▸ Work item:
In the data below, which lines hold the word "PgPoolOptions"? Copy them.
-- Supplied data follows --
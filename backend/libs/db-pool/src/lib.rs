//! Database connection pool management
//!
//! Provides pool creation and read-snapshot transactions for the NuCares
//! backend services.

pub mod env_utils;

use env_utils::parse_env_with_default;
use sqlx::postgres::{PgPool, PgPoolOptions};
use sqlx::{Postgres, Transaction};
use std::fmt;
use std::time::Duration;
use tracing::{debug, error, info};

/// Database connection pool configuration
#[derive(Clone)]
pub struct DbConfig {
    /// Service name used in log fields
    pub service_name: String,
    /// PostgreSQL connection URL
    pub database_url: String,
    /// Maximum number of connections
    pub max_connections: u32,
    /// Minimum number of connections
    pub min_connections: u32,
    /// Timeout for the verification query after connecting
    pub connect_timeout_secs: u64,
    /// Connection acquisition timeout (get connection from pool)
    pub acquire_timeout_secs: u64,
    /// Connection idle timeout
    pub idle_timeout_secs: u64,
    /// Connection maximum lifetime
    pub max_lifetime_secs: u64,
}

impl fmt::Debug for DbConfig {
    fn fmt(&self, f: &mut fmt::Formatter<'_>) -> fmt::Result {
        f.debug_struct("DbConfig")
            .field("service_name", &self.service_name)
            .field("database_url", &"[REDACTED]")
            .field("max_connections", &self.max_connections)
            .field("min_connections", &self.min_connections)
            .field("connect_timeout_secs", &self.connect_timeout_secs)
            .field("acquire_timeout_secs", &self.acquire_timeout_secs)
            .field("idle_timeout_secs", &self.idle_timeout_secs)
            .field("max_lifetime_secs", &self.max_lifetime_secs)
            .finish()
    }
}

impl Default for DbConfig {
    fn default() -> Self {
        Self {
            service_name: String::from("unknown"),
            database_url: String::new(),
            max_connections: 10,
            min_connections: 2,
            connect_timeout_secs: 5,
            acquire_timeout_secs: 10,
            idle_timeout_secs: 600,
            max_lifetime_secs: 1800,
        }
    }
}

impl DbConfig {
    /// Create a new DbConfig from environment variables
    pub fn from_env(service_name: &str) -> Result<Self, String> {
        let database_url = std::env::var("DATABASE_URL")
            .map_err(|_| "DATABASE_URL environment variable not set".to_string())?;
        let defaults = Self::default();

        Ok(Self {
            service_name: service_name.to_string(),
            database_url,
            max_connections: parse_env_with_default(
                "DB_MAX_CONNECTIONS",
                defaults.max_connections,
            ),
            min_connections: parse_env_with_default(
                "DB_MIN_CONNECTIONS",
                defaults.min_connections,
            ),
            connect_timeout_secs: parse_env_with_default(
                "DB_CONNECT_TIMEOUT_SECS",
                defaults.connect_timeout_secs,
            ),
            acquire_timeout_secs: parse_env_with_default(
                "DB_ACQUIRE_TIMEOUT_SECS",
                defaults.acquire_timeout_secs,
            ),
            idle_timeout_secs: parse_env_with_default(
                "DB_IDLE_TIMEOUT_SECS",
                defaults.idle_timeout_secs,
            ),
            max_lifetime_secs: parse_env_with_default(
                "DB_MAX_LIFETIME_SECS",
                defaults.max_lifetime_secs,
            ),
        })
    }

    /// Log pool configuration details
    pub fn log_config(&self) {
        info!(
            service = %self.service_name,
            "Database Pool Configuration: \
             max_connections={}, min_connections={}, \
             connect_timeout={}s, acquire_timeout={}s, idle_timeout={}s, max_lifetime={}s",
            self.max_connections,
            self.min_connections,
            self.connect_timeout_secs,
            self.acquire_timeout_secs,
            self.idle_timeout_secs,
            self.max_lifetime_secs
        );
    }
}

/// Create a PostgreSQL connection pool and verify it with `SELECT 1`
pub async fn create_pool(config: DbConfig) -> Result<PgPool, sqlx::Error> {
    debug!(
        "Creating database pool: service={}, max={}, min={}, acquire_timeout={}s",
        config.service_name,
        config.max_connections,
        config.min_connections,
        config.acquire_timeout_secs,
    );

    let pool = PgPoolOptions::new()
        .max_connections(config.max_connections)
        .min_connections(config.min_connections.min(config.max_connections))
        .acquire_timeout(Duration::from_secs(config.acquire_timeout_secs))
        .idle_timeout(Duration::from_secs(config.idle_timeout_secs))
        .max_lifetime(Duration::from_secs(config.max_lifetime_secs))
        .test_before_acquire(true)
        .connect(&config.database_url)
        .await?;

    match tokio::time::timeout(
        Duration::from_secs(config.connect_timeout_secs),
        sqlx::query("SELECT 1").execute(&pool),
    )
    .await
    {
        Ok(Ok(_)) => {
            info!(
                service = %config.service_name,
                "Database pool created and verified successfully"
            );
            Ok(pool)
        }
        Ok(Err(e)) => {
            error!(
                service = %config.service_name,
                error = %e,
                "Database connection verification failed"
            );
            Err(e)
        }
        Err(_) => {
            error!(
                service = %config.service_name,
                timeout_secs = config.connect_timeout_secs,
                "Database connection verification timeout"
            );
            Err(sqlx::Error::Io(std::io::Error::new(
                std::io::ErrorKind::TimedOut,
                "Database verification timeout",
            )))
        }
    }
}

/// Open a read-only transaction pinned to a single snapshot.
///
/// Every statement executed through the returned transaction observes the
/// same data version, so a `COUNT(*)` and the page rows read after it agree.
/// The transaction holds no locks; dropping it rolls back.
pub async fn begin_read_snapshot(
    pool: &PgPool,
) -> Result<Transaction<'static, Postgres>, sqlx::Error> {
    let mut tx = pool.begin().await?;
    sqlx::query("SET TRANSACTION ISOLATION LEVEL REPEATABLE READ READ ONLY")
        .execute(&mut *tx)
        .await?;
    Ok(tx)
}

#[cfg(test)]
mod tests {
    use super::*;

    fn clear_overrides() {
        for key in [
            "DB_MAX_CONNECTIONS",
            "DB_MIN_CONNECTIONS",
            "DB_CONNECT_TIMEOUT_SECS",
            "DB_ACQUIRE_TIMEOUT_SECS",
            "DB_IDLE_TIMEOUT_SECS",
            "DB_MAX_LIFETIME_SECS",
        ] {
            std::env::remove_var(key);
        }
    }

    #[test]
    fn test_default_config() {
        let config = DbConfig::default();
        assert_eq!(config.max_connections, 10);
        assert_eq!(config.min_connections, 2);
        assert_eq!(config.connect_timeout_secs, 5);
        assert_eq!(config.acquire_timeout_secs, 10);
    }

    #[test]
    #[serial_test::serial]
    fn test_config_from_env_without_override() {
        clear_overrides();
        std::env::set_var("DATABASE_URL", "postgres://localhost/test");

        let config = DbConfig::from_env("test-service").unwrap();
        assert_eq!(config.service_name, "test-service");
        assert_eq!(config.database_url, "postgres://localhost/test");
        assert_eq!(config.max_connections, 10);
        assert_eq!(config.idle_timeout_secs, 600);

        std::env::remove_var("DATABASE_URL");
    }

    #[test]
    #[serial_test::serial]
    fn test_config_from_env_with_override() {
        clear_overrides();
        std::env::set_var("DATABASE_URL", "postgres://localhost/test");
        std::env::set_var("DB_MAX_CONNECTIONS", "32");

        let config = DbConfig::from_env("test-service").unwrap();
        assert_eq!(config.max_connections, 32);

        std::env::remove_var("DB_MAX_CONNECTIONS");
        std::env::remove_var("DATABASE_URL");
    }

    #[test]
    #[serial_test::serial]
    fn test_config_requires_database_url() {
        std::env::remove_var("DATABASE_URL");
        assert!(DbConfig::from_env("test-service").is_err());
    }

    #[test]
    fn test_debug_redacts_url() {
        let config = DbConfig {
            database_url: "postgres://user:secret@db/nucares".to_string(),
            ..DbConfig::default()
        };
        let rendered = format!("{:?}", config);
        assert!(!rendered.contains("secret"));
        assert!(rendered.contains("[REDACTED]"));
    }
}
-- Supplied data concluded --
▸ Exercise output:
use sqlx::postgres::{PgPool, PgPoolOptions};
    let pool = PgPoolOptions::new()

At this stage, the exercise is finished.